WHAT TO DO:
If a line in the data holds the string "PlatformFormat", list it.

PROVIDED DATA:
Content starts

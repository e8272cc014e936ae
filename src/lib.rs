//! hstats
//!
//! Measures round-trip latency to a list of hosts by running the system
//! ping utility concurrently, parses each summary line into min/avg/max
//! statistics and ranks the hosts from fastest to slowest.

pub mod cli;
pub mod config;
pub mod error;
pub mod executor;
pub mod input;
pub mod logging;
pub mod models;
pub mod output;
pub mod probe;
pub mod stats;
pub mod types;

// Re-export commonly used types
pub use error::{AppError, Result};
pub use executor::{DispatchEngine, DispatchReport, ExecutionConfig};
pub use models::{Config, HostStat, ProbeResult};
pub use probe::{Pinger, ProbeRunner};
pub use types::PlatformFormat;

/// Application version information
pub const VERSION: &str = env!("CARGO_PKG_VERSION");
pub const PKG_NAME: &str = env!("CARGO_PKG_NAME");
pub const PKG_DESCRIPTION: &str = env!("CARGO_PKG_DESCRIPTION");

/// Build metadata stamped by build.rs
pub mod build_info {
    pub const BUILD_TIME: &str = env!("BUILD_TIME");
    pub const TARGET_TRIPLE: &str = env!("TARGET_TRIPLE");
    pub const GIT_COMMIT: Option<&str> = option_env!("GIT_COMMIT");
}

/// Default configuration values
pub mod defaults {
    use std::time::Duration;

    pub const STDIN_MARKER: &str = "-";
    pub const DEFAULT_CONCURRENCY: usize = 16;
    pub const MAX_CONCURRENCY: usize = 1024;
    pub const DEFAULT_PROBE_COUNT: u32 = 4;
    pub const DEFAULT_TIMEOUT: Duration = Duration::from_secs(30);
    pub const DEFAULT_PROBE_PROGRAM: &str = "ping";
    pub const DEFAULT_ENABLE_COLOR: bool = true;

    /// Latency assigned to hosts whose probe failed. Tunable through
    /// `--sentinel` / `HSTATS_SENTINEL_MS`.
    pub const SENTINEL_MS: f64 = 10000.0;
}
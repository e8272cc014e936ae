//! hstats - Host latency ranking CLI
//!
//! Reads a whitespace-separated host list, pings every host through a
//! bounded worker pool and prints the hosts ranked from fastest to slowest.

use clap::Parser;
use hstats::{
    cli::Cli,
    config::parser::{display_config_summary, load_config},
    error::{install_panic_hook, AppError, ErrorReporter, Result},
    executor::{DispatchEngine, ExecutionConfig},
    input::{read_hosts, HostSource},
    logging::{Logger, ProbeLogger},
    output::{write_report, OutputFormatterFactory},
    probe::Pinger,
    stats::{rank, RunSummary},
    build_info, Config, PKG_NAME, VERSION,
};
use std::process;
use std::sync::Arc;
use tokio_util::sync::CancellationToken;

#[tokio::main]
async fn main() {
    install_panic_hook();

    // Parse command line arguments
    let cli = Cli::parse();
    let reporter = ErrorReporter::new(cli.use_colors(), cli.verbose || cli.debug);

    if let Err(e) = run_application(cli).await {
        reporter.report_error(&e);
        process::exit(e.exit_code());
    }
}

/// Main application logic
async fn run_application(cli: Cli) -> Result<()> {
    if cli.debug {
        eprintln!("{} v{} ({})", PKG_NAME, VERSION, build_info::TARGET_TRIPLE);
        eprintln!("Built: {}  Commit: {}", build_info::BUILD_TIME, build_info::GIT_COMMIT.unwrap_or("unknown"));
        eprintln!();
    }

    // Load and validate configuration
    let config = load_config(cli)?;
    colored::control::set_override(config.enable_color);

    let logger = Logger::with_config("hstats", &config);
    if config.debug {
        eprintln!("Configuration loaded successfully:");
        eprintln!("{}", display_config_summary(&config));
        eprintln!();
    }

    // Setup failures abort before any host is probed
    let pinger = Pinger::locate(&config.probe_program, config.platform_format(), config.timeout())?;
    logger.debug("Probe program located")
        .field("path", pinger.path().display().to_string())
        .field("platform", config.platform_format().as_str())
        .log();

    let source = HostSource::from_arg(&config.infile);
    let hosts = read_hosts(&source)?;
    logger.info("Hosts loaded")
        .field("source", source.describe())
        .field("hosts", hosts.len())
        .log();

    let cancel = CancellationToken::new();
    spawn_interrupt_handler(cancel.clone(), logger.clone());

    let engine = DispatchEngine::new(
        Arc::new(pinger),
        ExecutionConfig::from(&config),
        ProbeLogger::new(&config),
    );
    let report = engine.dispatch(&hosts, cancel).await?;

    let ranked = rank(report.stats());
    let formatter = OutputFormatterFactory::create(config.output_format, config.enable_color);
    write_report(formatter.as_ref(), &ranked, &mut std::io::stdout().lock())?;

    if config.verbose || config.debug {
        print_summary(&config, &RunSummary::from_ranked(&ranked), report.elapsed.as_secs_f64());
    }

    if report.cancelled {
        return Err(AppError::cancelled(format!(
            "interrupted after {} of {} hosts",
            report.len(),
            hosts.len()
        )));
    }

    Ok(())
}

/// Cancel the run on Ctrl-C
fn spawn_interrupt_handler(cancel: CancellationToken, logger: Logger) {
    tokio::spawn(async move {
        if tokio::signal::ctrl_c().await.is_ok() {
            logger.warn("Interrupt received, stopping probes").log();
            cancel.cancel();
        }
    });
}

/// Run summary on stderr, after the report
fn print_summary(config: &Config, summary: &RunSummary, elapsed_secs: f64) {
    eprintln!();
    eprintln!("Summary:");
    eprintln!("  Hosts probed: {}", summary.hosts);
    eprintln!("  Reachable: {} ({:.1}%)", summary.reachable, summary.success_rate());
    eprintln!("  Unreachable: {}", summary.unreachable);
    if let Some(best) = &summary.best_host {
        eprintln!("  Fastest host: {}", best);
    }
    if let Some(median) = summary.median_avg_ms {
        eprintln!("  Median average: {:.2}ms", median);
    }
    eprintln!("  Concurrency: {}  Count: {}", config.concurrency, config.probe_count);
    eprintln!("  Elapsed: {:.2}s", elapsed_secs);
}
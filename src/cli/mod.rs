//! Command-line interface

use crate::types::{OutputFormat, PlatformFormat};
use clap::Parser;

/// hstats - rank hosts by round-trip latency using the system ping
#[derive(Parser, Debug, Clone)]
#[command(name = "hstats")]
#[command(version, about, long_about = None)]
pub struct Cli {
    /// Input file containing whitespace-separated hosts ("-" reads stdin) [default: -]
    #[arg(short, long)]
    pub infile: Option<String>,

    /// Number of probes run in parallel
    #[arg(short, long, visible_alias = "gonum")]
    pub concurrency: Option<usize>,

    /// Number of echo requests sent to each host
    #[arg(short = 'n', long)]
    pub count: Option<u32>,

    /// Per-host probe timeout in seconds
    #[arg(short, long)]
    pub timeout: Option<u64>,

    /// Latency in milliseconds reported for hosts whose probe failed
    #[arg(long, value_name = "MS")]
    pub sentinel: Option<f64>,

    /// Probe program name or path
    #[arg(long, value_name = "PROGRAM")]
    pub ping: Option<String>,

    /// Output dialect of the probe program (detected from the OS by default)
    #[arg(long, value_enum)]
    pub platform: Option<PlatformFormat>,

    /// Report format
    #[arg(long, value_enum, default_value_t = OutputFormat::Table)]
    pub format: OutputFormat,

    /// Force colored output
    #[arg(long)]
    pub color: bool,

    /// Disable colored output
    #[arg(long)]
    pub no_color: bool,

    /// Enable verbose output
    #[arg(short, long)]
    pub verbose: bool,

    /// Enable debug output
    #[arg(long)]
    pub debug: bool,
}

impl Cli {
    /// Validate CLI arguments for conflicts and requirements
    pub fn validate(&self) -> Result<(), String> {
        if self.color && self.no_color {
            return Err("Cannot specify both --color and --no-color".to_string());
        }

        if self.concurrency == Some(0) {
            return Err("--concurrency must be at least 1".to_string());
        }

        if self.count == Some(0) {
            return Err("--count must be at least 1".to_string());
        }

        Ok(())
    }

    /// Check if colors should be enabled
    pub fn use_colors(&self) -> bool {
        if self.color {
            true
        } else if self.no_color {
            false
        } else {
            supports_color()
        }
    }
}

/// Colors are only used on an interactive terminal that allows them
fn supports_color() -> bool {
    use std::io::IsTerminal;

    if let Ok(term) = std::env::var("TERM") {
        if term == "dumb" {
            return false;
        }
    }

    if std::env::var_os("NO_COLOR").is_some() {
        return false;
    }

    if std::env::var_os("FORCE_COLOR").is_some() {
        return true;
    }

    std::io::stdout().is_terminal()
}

Content ends

OUTPUT FOR THIS EXERCISE:
pub use types::PlatformFormat;
use crate::types::{OutputFormat, PlatformFormat};
    pub platform: Option<PlatformFormat>,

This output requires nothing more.